Миссионерский отдел. Громкое имя для стайки робко следующих за Кронаном домовиков и домовушек. Последователи отца Кронана вели себя скорее именно как ученики средневекового проповедника. Со всеми вытекающими отсюда особенностями. Это всё очень слабо напоминало современных христианских активистов или что-то в этом роде.

— Мудрые слова, — Герман задумчиво одёрнул рвань плаща и, рассыпая лепестки и чёрный пепел, ушел к столу, сцепив руки за спиной и рассеянно разглядывая резной каменный барельеф с какой-то батальной сценой.
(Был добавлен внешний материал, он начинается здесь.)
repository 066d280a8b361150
//! JSON shape of the stored collections.
//!
//! Each key holds an array of task records. Dates are written as ISO strings and
//! re-parsed on load; a bad `dueDate` or `completedAt` falls back to the
//! current time instead of failing the whole collection.

use crate::error::StorageError;
use crate::model::{CompletedTask, Task};
use serde::{Deserialize, Serialize};
use serde_json::Value;
use time::format_description::well_known::Rfc3339;
use time::macros::format_description;
use time::{Date, OffsetDateTime};

#[derive(Debug, Serialize, Deserialize)]
#[serde(rename_all = "camelCase")]
struct TaskRecord {
    #[serde(alias = "key")]
    id: String,
    #[serde(alias = "value")]
    text: String,
    #[serde(default)]
    due_date: Option<Value>,
}

#[derive(Debug, Serialize, Deserialize)]
#[serde(rename_all = "camelCase")]
struct CompletedRecord {
    #[serde(flatten)]
    task: TaskRecord,
    #[serde(default)]
    completed_at: Option<Value>,
}

pub fn format_iso_date(date: Date) -> Result<String, time::error::Format> {
    date.format(format_description!("[year]-[month]-[day]"))
}

pub fn parse_iso_date(value: &str) -> Result<Date, time::error::Parse> {
    Date::parse(value.trim(), format_description!("[year]-[month]-[day]"))
}

pub fn encode_pending(key: &str, tasks: &[Task]) -> Result<String, StorageError> {
    let records = tasks
        .iter()
        .map(|task| task_record(key, task))
        .collect::<Result<Vec<_>, _>>()?;
    serde_json::to_string_pretty(&records)
        .map_err(|err| StorageError::write_failed(key, err.to_string()))
}

pub fn encode_completed(key: &str, completed: &[CompletedTask]) -> Result<String, StorageError> {
    let mut records = Vec::with_capacity(completed.len());
    for entry in completed {
        let completed_at = entry
            .completed_at
            .format(&Rfc3339)
            .map_err(|err| StorageError::write_failed(key, err.to_string()))?;
        records.push(CompletedRecord {
            task: task_record(key, &entry.task)?,
            completed_at: Some(Value::String(completed_at)),
        });
    }
    serde_json::to_string_pretty(&records)
        .map_err(|err| StorageError::write_failed(key, err.to_string()))
}

pub fn decode_pending(
    key: &str,
    blob: &str,
    now: OffsetDateTime,
) -> Result<Vec<Task>, StorageError> {
    let records: Vec<TaskRecord> = serde_json::from_str(blob)
        .map_err(|err| StorageError::parse_failed(key, err.to_string()))?;
    Ok(records
        .into_iter()
        .map(|record| task_from_record(record, now))
        .collect())
}

pub fn decode_completed(
    key: &str,
    blob: &str,
    now: OffsetDateTime,
) -> Result<Vec<CompletedTask>, StorageError> {
    let records: Vec<CompletedRecord> = serde_json::from_str(blob)
        .map_err(|err| StorageError::parse_failed(key, err.to_string()))?;
    Ok(records
        .into_iter()
        .map(|record| {
            let completed_at =
                parse_completed_at(&record.task.id, record.completed_at.as_ref(), now);
            CompletedTask::new(task_from_record(record.task, now), completed_at)
        })
        .collect())
}

fn task_record(key: &str, task: &Task) -> Result<TaskRecord, StorageError> {
    let due_date = format_iso_date(task.due_date)
        .map_err(|err| StorageError::write_failed(key, err.to_string()))?;
    Ok(TaskRecord {
        id: task.id.clone(),
        text: task.text.clone(),
        due_date: Some(Value::String(due_date)),
    })
}

fn task_from_record(record: TaskRecord, now: OffsetDateTime) -> Task {
    let due_date = parse_due_date(&record.id, record.due_date.as_ref(), now);
    Task {
        id: record.id,
        text: record.text,
        due_date,
    }
}

fn parse_due_date(id: &str, value: Option<&Value>, now: OffsetDateTime) -> Date {
    let raw = match value {
        Some(Value::String(raw)) => raw,
        Some(other) => {
            log::warn!("task {id}: dueDate {other} is not a string, using today");
            return now.date();
        }
        None => {
            log::warn!("task {id}: dueDate missing, using today");
            return now.date();
        }
    };

    if let Ok(date) = parse_iso_date(raw) {
        return date;
    }

    // Older saves carried a full timestamp; keep its local calendar day.
    match OffsetDateTime::parse(raw.trim(), &Rfc3339) {
        Ok(timestamp) => timestamp.to_offset(now.offset()).date(),
        Err(_) => {
            log::warn!("task {id}: dueDate '{raw}' is not an ISO date, using today");
            now.date()
        }
    }
}

fn parse_completed_at(id: &str, value: Option<&Value>, now: OffsetDateTime) -> OffsetDateTime {
    match value {
        Some(Value::String(raw)) => match OffsetDateTime::parse(raw.trim(), &Rfc3339) {
            Ok(timestamp) => timestamp,
            Err(_) => {
                log::warn!("task {id}: completedAt '{raw}' is not RFC 3339, using now");
                now
            }
        },
        _ => {
            log::warn!("task {id}: completedAt missing, using now");
            now
        }
    }
}
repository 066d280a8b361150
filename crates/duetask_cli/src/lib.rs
pub mod cli;
pub mod render;
use time::{Date, OffsetDateTime, UtcOffset};

pub trait Clock: Send + Sync {
    fn now(&self) -> OffsetDateTime;

    fn today(&self) -> Date {
        self.now().date()
    }
}

/// Wall clock in the machine's local offset, falling back to UTC when the
/// offset cannot be determined.
pub struct SystemClock;

impl Clock for SystemClock {
    fn now(&self) -> OffsetDateTime {
        OffsetDateTime::now_utc().to_offset(local_offset())
    }
}

pub fn local_offset() -> UtcOffset {
    UtcOffset::current_local_offset().unwrap_or(UtcOffset::UTC)
}

#[cfg(test)]
pub use manual::ManualClock;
На огромном, во всю стену, каменном полотне гоблины сражались с римскими легионерами и с облаченными в тоги магами, — отнести все книги гоблинов в новую библиотеку. А к ним добавьте и мои. Из Проклятого Хранилища.

— Но, книги Проклятого Хранилища… — голос министра дрогнул, — ваши книги…вы…
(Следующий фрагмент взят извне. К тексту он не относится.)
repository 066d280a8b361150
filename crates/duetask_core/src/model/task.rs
use time::{Date, OffsetDateTime};

pub type TaskId = String;

#[derive(Debug, Clone, PartialEq, Eq)]
pub struct Task {
    pub id: TaskId,
    pub text: String,
    pub due_date: Date,
}

/// A task moved out of the pending list, kept until its retention window ends.
#[derive(Debug, Clone, PartialEq, Eq)]
pub struct CompletedTask {
    pub task: Task,
    pub completed_at: OffsetDateTime,
}

impl CompletedTask {
    pub fn new(task: Task, completed_at: OffsetDateTime) -> Self {
        Self { task, completed_at }
    }

    pub fn id(&self) -> &str {
        &self.task.id
    }
}
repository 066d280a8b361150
use crate::error::AppError;
use crate::notify::Notifier;
use notify_rust::Notification;

pub struct LinuxNotifier;

impl Notifier for LinuxNotifier {
    fn alert(&self, title: &str, body: &str) -> Result<(), AppError> {
        Notification::new()
            .appname("duetask")
            .summary(title)
            .body(body)
            .show()
            .map_err(|err| AppError::io(err.to_string()))?;
        Ok(())
    }
}
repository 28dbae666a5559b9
use std::collections::HashMap;
use std::sync::Arc;
use std::time::Duration;
use tinysched_core::PodInfo;
use tokio::sync::RwLock;
use tokio::task::JoinHandle;
use tokio::time::Instant;
use tokio_util::sync::CancellationToken;
use tracing::{debug, info};

/// Configuration for the assume cache
#[derive(Debug, Clone)]
pub struct AssumeCacheConfig {
    /// How long an assumed placement stays valid
    pub ttl: Duration,
    /// Interval between background sweeps of expired entries
    pub sweep_interval: Duration,
}

impl Default for AssumeCacheConfig {
    fn default() -> Self {
        Self {
            ttl: Duration::from_secs(10),
            sweep_interval: Duration::from_secs(5),
        }
    }
}

#[derive(Debug, Clone)]
struct AssumedPod {
    pod: Arc<PodInfo>,
    assumed_at: Instant,
}

/// Node buckets plus the reverse index, always updated together
#[derive(Debug, Default)]
struct CacheState {
    node_pods: HashMap<String, HashMap<String, AssumedPod>>,
    pod_nodes: HashMap<String, String>,
}

impl CacheState {
    fn forget(&mut self, pod_key: &str) -> bool {
        let Some(node_name) = self.pod_nodes.remove(pod_key) else {
            return false;
        };

        if let Some(bucket) = self.node_pods.get_mut(&node_name) {
            bucket.remove(pod_key);
            if bucket.is_empty() {
                self.node_pods.remove(&node_name);
            }
        }
        true
    }

    fn sweep(&mut self, ttl: Duration, now: Instant) -> usize {
        let expired: Vec<String> = self
            .node_pods
            .values()
            .flat_map(|bucket| bucket.iter())
            .filter(|(_, entry)| now.duration_since(entry.assumed_at) > ttl)
            .map(|(key, _)| key.clone())
            .collect();

        for key in &expired {
            self.forget(key);
        }
        expired.len()
    }
}

/// Short-lived record of placements we have bound but may not yet observe.
///
/// Entries expire `ttl` after insertion whether or not the observed state
/// has caught up. A background task started by `new` sweeps expired entries
/// every `sweep_interval`; it stops on `stop` or when the cache is dropped.
/// Must be created inside a Tokio runtime.
pub struct AssumeCache {
    state: Arc<RwLock<CacheState>>,
    ttl: Duration,
    token: CancellationToken,
    sweeper: JoinHandle<()>,
}

impl AssumeCache {
    pub fn new(config: AssumeCacheConfig) -> Self {
        let state = Arc::new(RwLock::new(CacheState::default()));
        let token = CancellationToken::new();

        let sweeper = tokio::spawn(Self::run_sweeper(
            state.clone(),
            config.clone(),
            token.clone(),
        ));

        Self {
            state,
            ttl: config.ttl,
            token,
            sweeper,
        }
    }

    async fn run_sweeper(
        state: Arc<RwLock<CacheState>>,
        config: AssumeCacheConfig,
        token: CancellationToken,
    ) {
        debug!(
            "Starting assume cache sweeper (interval: {:?}, ttl: {:?})",
            config.sweep_interval, config.ttl
        );

        let mut interval = tokio::time::interval_at(
            Instant::now() + config.sweep_interval,
            config.sweep_interval,
        );

        loop {
            tokio::select! {
                _ = token.cancelled() => {
                    debug!("Assume cache sweeper shutting down");
                    return;
                }
                _ = interval.tick() => {
                    let removed = state.write().await.sweep(config.ttl, Instant::now());
                    if removed > 0 {
                        info!("Expired {} assumed pods", removed);
                    }
                }
            }
        }
    }

    /// Record that `pod` was bound to `node_name`, replacing any earlier assumption
    pub async fn add_pod(&self, node_name: &str, pod: Arc<PodInfo>) {
        let mut state = self.state.write().await;
        let key = pod.key().to_string();

        // Keep the single-bucket invariant when a pod is re-assumed elsewhere
        state.forget(&key);

        state
            .node_pods
            .entry(node_name.to_string())
            .or_default()
            .insert(
                key.clone(),
                AssumedPod {
                    pod,
                    assumed_at: Instant::now(),
                },
            );
        state.pod_nodes.insert(key, node_name.to_string());
    }

    /// Drop an assumption. No-op if the pod is unknown.
    pub async fn forget_pod(&self, pod_key: &str) {
        if self.state.write().await.forget(pod_key) {
            debug!("Forgot assumed pod {}", pod_key);
        }
    }

    /// True while the pod has an unexpired assumption
    pub async fn has_pod(&self, pod_key: &str) -> bool {
        let state = self.state.read().await;
        self.live_node(&state, pod_key).is_some()
    }

    /// Node a pod is currently assumed on
    pub async fn node_of(&self, pod_key: &str) -> Option<String> {
        let state = self.state.read().await;
        self.live_node(&state, pod_key).map(str::to_string)
    }

    /// Node of an unexpired entry, looked up under the caller's guard
    fn live_node<'a>(&self, state: &'a CacheState, pod_key: &str) -> Option<&'a str> {
        let node_name = state.pod_nodes.get(pod_key)?;
        let entry = state.node_pods.get(node_name)?.get(pod_key)?;
        (!self.is_expired(entry)).then_some(node_name.as_str())
    }

    /// Call `f` for every unexpired pod assumed on `node_name`
    pub async fn range_node_pods<F>(&self, node_name: &str, mut f: F)
    where
        F: FnMut(&str, &Arc<PodInfo>),
    {
        let state = self.state.read().await;
        if let Some(bucket) = state.node_pods.get(node_name) {
            for (key, entry) in bucket {
                if !self.is_expired(entry) {
                    f(key, &entry.pod);
                }
            }
        }
    }

    /// Remove every expired entry now, returning how many were removed
    pub async fn sweep(&self) -> usize {
        self.state.write().await.sweep(self.ttl, Instant::now())
    }

    /// Number of stored entries, including expired ones not yet swept
    pub async fn len(&self) -> usize {
        self.state.read().await.pod_nodes.len()
    }

    pub async fn is_empty(&self) -> bool {
        self.len().await == 0
    }

    /// Stop the background sweeper
    pub fn stop(&self) {
        self.token.cancel();
    }

    /// Stop the sweeper and wait for it to exit
    pub async fn shutdown(mut self) {
        self.token.cancel();
        let _ = (&mut self.sweeper).await;
    }

    fn is_expired(&self, entry: &AssumedPod) -> bool {
        entry.assumed_at.elapsed() > self.ttl
    }
}

impl Drop for AssumeCache {
    fn drop(&mut self) {
        self.token.cancel();
    }
}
— Слово, рукописное ли, печатное ли, не должно оказаться погребенным в криптах и тайных схронах, — глухо отозвался Герман, — наследие Певереллов должно служить и работать на будущее; и продукт наших издательств туда же добавьте… Развлекательную литературу, графические романы, подшивки газет… не мне вас учить.
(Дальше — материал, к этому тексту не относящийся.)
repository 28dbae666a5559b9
// Allow unused assignments for diagnostic fields - they're used by the macros
#![allow(unused_assignments)]

use miette::Diagnostic;
use thiserror::Error;

/// Error type for control plane access
#[derive(Error, Debug, Diagnostic)]
pub enum ClientError {
    /// Transport-level failure
    #[error("HTTP request to {url} failed: {message}")]
    #[diagnostic(
        code(tinysched::client::http_error),
        help("Check that the API server is reachable from this host")
    )]
    HttpError {
        #[allow(unused)]
        url: String,
        #[allow(unused)]
        message: String,
    },

    /// The API server answered with a non-success status
    #[error("API server returned {status}: {message}")]
    #[diagnostic(
        code(tinysched::client::api_error),
        help("Inspect the API server logs for the rejected request")
    )]
    ApiError {
        #[allow(unused)]
        status: u16,
        #[allow(unused)]
        message: String,
    },

    /// A request did not complete in time
    #[error("{operation} timed out after {timeout_ms}ms")]
    #[diagnostic(
        code(tinysched::client::timeout),
        help("The API server accepted the request but did not answer. Check its health or raise --api-timeout-secs")
    )]
    Timeout {
        #[allow(unused)]
        operation: String,
        #[allow(unused)]
        timeout_ms: u64,
    },

    /// Connection settings could not be loaded
    #[error("Invalid cluster configuration: {message}")]
    #[diagnostic(
        code(tinysched::client::config_error),
        help("Pass --kubeconfig, set KUBECONFIG, or run inside the cluster with a service account")
    )]
    ConfigError {
        #[allow(unused)]
        message: String,
    },

    /// The snapshot has not completed its first listing yet
    #[error("Cluster snapshot has not synced yet")]
    #[diagnostic(
        code(tinysched::client::not_synced),
        help("Wait for the informer to complete its first listing")
    )]
    NotSynced,

    /// Response body could not be decoded
    #[error("Serialization error: {message}")]
    #[diagnostic(
        code(tinysched::client::serialization_error),
        help("The API server response did not match the expected shape")
    )]
    SerializationError {
        #[allow(unused)]
        message: String,
    },

    /// Internal error
    #[error("Internal error: {message}")]
    #[diagnostic(
        code(tinysched::client::internal_error),
        help("This is likely a bug. Please report it")
    )]
    InternalError {
        #[allow(unused)]
        message: String,
    },
}

/// Result type for client operations
pub type Result<T> = std::result::Result<T, ClientError>;

impl ClientError {
    /// Create an HttpError
    pub fn http_error(url: impl Into<String>, message: impl Into<String>) -> Self {
        Self::HttpError {
            url: url.into(),
            message: message.into(),
        }
    }

    /// Create an ApiError
    pub fn api_error(status: u16, message: impl Into<String>) -> Self {
        Self::ApiError {
            status,
            message: message.into(),
        }
    }

    /// Create a Timeout error
    pub fn timeout(operation: impl Into<String>, timeout: std::time::Duration) -> Self {
        Self::Timeout {
            operation: operation.into(),
            timeout_ms: timeout.as_millis() as u64,
        }
    }

    /// Create a ConfigError
    pub fn config_error(message: impl Into<String>) -> Self {
        Self::ConfigError {
            message: message.into(),
        }
    }

    /// Create a SerializationError
    pub fn serialization_error(message: impl Into<String>) -> Self {
        Self::SerializationError {
            message: message.into(),
        }
    }

    /// Create an InternalError
    pub fn internal_error(message: impl Into<String>) -> Self {
        Self::InternalError {
            message: message.into(),
        }
    }
}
— И даже маггловские? — ахнул бывший архивный раб МАКУСА.

— Особенно — маггловские. Классику, подшивки научных изданий, искусствоведческую, научную, философскую литературу. Поэзию…почему я объясняю очевидные вещи? — Герман задумчиво разглядывал изломанные смертной мукой тела под стопами легионеров, — но, прошу вас. Соблюдайте осторожность. Мы опасно ходим. Ступайте.

Эльфы комканно попрощались. Замелькали вспышки аппараций. Старый священник спрятал руки в широкие рукава чёрной рясы, мельком поглядывая на барельефных гоблинов.

— Они опасны, — пробормотал Герман, холодно разглядывая гоблинского вождя, его застывшее в яростном крике, перекошенное гневом лицо, — мы толком не знаем, какова их роль в порабощении эльфов. Но всё свидетельствует о том, что гоблины причастны. И хорошо осознают это.

— Дэвид Уилсон — наполовину гоблин, — отец Кронан медленно поравнялся с Германом, беззвучно перебирая чётки, — он пел в церковном хоре, тихий, добродушный волшебник, выпускник Хаффлпаффа. Я нашел его на фестивале этнической музыки, в Уэльсе. Я отпевал его в среду; мы не знаем, что произошло. Тело бедняги принесли его друзья. Гоблины. Их было трое: скульптор и братья-стеклодувы. Они клянутся, что бедный Дэвид пытался говорить с гоблинскими родственниками о крестной жертве и Искуплении… лицо бедняги Дэвида было обезображено гоблинским знаком, обозначающим предателей.

— Его друзья могут быть причастны, — бывший семинарист с изумлением покосился на эльфа, — вы так не думаете?

— Аластор Грюм тщательно исследовал их память и допросил лично, с применением веритасерума, — медленно покачал головой эльф, — они чисты перед законом. Но Аластор нашёл и нечто иное. Бедный Дэвид успел крестить всех троих, вместе с их семьями. Беднягам больше некуда идти. Женщины и дети. Старики-родители. Они боятся возмездия соплеменников, мой король.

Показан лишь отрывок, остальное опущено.